Information given –
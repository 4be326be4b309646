use async_trait::async_trait;
use std::time::Duration;
use tracing::{debug, instrument};

use shift_core::{PlatformConfig, ShiftError, ShiftResult};
use shift_domain::{Dataset, PlatformDirectory, Resource};

/// 宿主平台HTTP客户端
///
/// 通过平台的action接口读取资源和数据集,并在作业完成后触发默认
/// 数据视图的创建。所有请求都携带服务自身的API密钥。
pub struct HttpPlatformClient {
    client: reqwest::Client,
    config: PlatformConfig,
}

impl HttpPlatformClient {
    pub fn new(config: PlatformConfig) -> ShiftResult<Self> {
        let client = reqwest::Client::builder()
            .timeout(Duration::from_secs(config.request_timeout_seconds))
            .build()
            .map_err(|e| ShiftError::Network(format!("创建HTTP客户端失败: {e}")))?;

        Ok(Self { client, config })
    }

    fn action_url(&self, action: &str) -> String {
        format!(
            "{}/api/3/action/{}",
            self.config.site_url.trim_end_matches('/'),
            action
        )
    }

    async fn post_action(
        &self,
        action: &str,
        payload: serde_json::Value,
    ) -> ShiftResult<(reqwest::StatusCode, serde_json::Value)> {
        let url = self.action_url(action);
        debug!("调用平台接口: {}", url);

        let response = self
            .client
            .post(&url)
            .header("Authorization", &self.config.api_key)
            .json(&payload)
            .send()
            .await
            .map_err(|e| ShiftError::Network(format!("请求平台接口 {action} 失败: {e}")))?;

        let status = response.status();
        let body: serde_json::Value = response
            .json()
            .await
            .map_err(|e| ShiftError::platform_call(action, format!("响应不是合法JSON: {e}")))?;

        Ok((status, body))
    }

    /// 解开平台的响应信封,返回result字段
    fn unwrap_envelope(
        action: &str,
        status: reqwest::StatusCode,
        body: serde_json::Value,
    ) -> ShiftResult<serde_json::Value> {
        if body.get("success").and_then(|v| v.as_bool()) == Some(true) {
            return Ok(body
                .get("result")
                .cloned()
                .unwrap_or(serde_json::Value::Null));
        }

        let reason = body
            .get("error")
            .map(|e| e.to_string())
            .unwrap_or_else(|| format!("HTTP {status}"));
        Err(ShiftError::platform_call(action, reason))
    }
}

#[async_trait]
impl PlatformDirectory for HttpPlatformClient {
    #[instrument(skip(self))]
    async fn resource_show(&self, resource_id: &str) -> ShiftResult<Resource> {
        let (status, body) = self
            .post_action("resource_show", serde_json::json!({ "id": resource_id }))
            .await?;

        if status == reqwest::StatusCode::NOT_FOUND {
            return Err(ShiftError::resource_not_found(resource_id));
        }

        let result = Self::unwrap_envelope("resource_show", status, body)?;
        serde_json::from_value(result)
            .map_err(|e| ShiftError::platform_call("resource_show", format!("解析资源失败: {e}")))
    }

    #[instrument(skip(self))]
    async fn dataset_show(&self, dataset_id: &str) -> ShiftResult<Dataset> {
        let (status, body) = self
            .post_action("package_show", serde_json::json!({ "id": dataset_id }))
            .await?;

        if status == reqwest::StatusCode::NOT_FOUND {
            return Err(ShiftError::dataset_not_found(dataset_id));
        }

        let result = Self::unwrap_envelope("package_show", status, body)?;
        serde_json::from_value(result)
            .map_err(|e| ShiftError::platform_call("package_show", format!("解析数据集失败: {e}")))
    }

    #[instrument(skip(self, resource, dataset), fields(resource_id = %resource.id))]
    async fn create_default_views(
        &self,
        resource: &Resource,
        dataset: &Dataset,
    ) -> ShiftResult<()> {
        let payload = serde_json::json!({
            "resource": serde_json::to_value(resource)?,
            "package": serde_json::to_value(dataset)?,
            "create_datastore_views": true,
        });

        let (status, body) = self
            .post_action("resource_create_default_resource_views", payload)
            .await?;
        Self::unwrap_envelope("resource_create_default_resource_views", status, body)?;

        debug!("资源 {} 的默认视图已创建", resource.id);
        Ok(())
    }
}

#[cfg(test)]
mod tests {
    use super::*;

    fn test_client(site_url: &str) -> HttpPlatformClient {
        HttpPlatformClient::new(PlatformConfig {
            site_url: site_url.to_string(),
            api_key: "key".to_string(),
            request_timeout_seconds: 5,
        })
        .unwrap()
    }

    #[test]
    fn test_action_url_strips_trailing_slash() {
        let client = test_client("https://ckan.example.org/");
        assert_eq!(
            client.action_url("resource_show"),
            "https://ckan.example.org/api/3/action/resource_show"
        );

        let client = test_client("https://ckan.example.org");
        assert_eq!(
            client.action_url("package_show"),
            "https://ckan.example.org/api/3/action/package_show"
        );
    }

    #[test]
    fn test_unwrap_envelope_returns_result() {
        let body = serde_json::json!({"success": true, "result": {"id": "res-1"}});
        let result =
            HttpPlatformClient::unwrap_envelope("resource_show", reqwest::StatusCode::OK, body)
                .unwrap();
        assert_eq!(result["id"], "res-1");
    }

    #[test]
    fn test_unwrap_envelope_maps_platform_error() {
        let body = serde_json::json!({"success": false, "error": {"message": "boom"}});
        let result =
            HttpPlatformClient::unwrap_envelope("resource_show", reqwest::StatusCode::CONFLICT, body);
        assert!(matches!(result, Err(ShiftError::PlatformCall { .. })));
    }

    #[test]
    fn test_unwrap_envelope_handles_missing_envelope() {
        let body = serde_json::json!({"unexpected": "shape"});
        let result = HttpPlatformClient::unwrap_envelope(
            "resource_show",
            reqwest::StatusCode::INTERNAL_SERVER_ERROR,
            body,
        );
        assert!(matches!(result, Err(ShiftError::PlatformCall { .. })));
    }
}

What to do –
A single figure is required: the number of lines in the entries that hold the string "reqwest".

Response –
9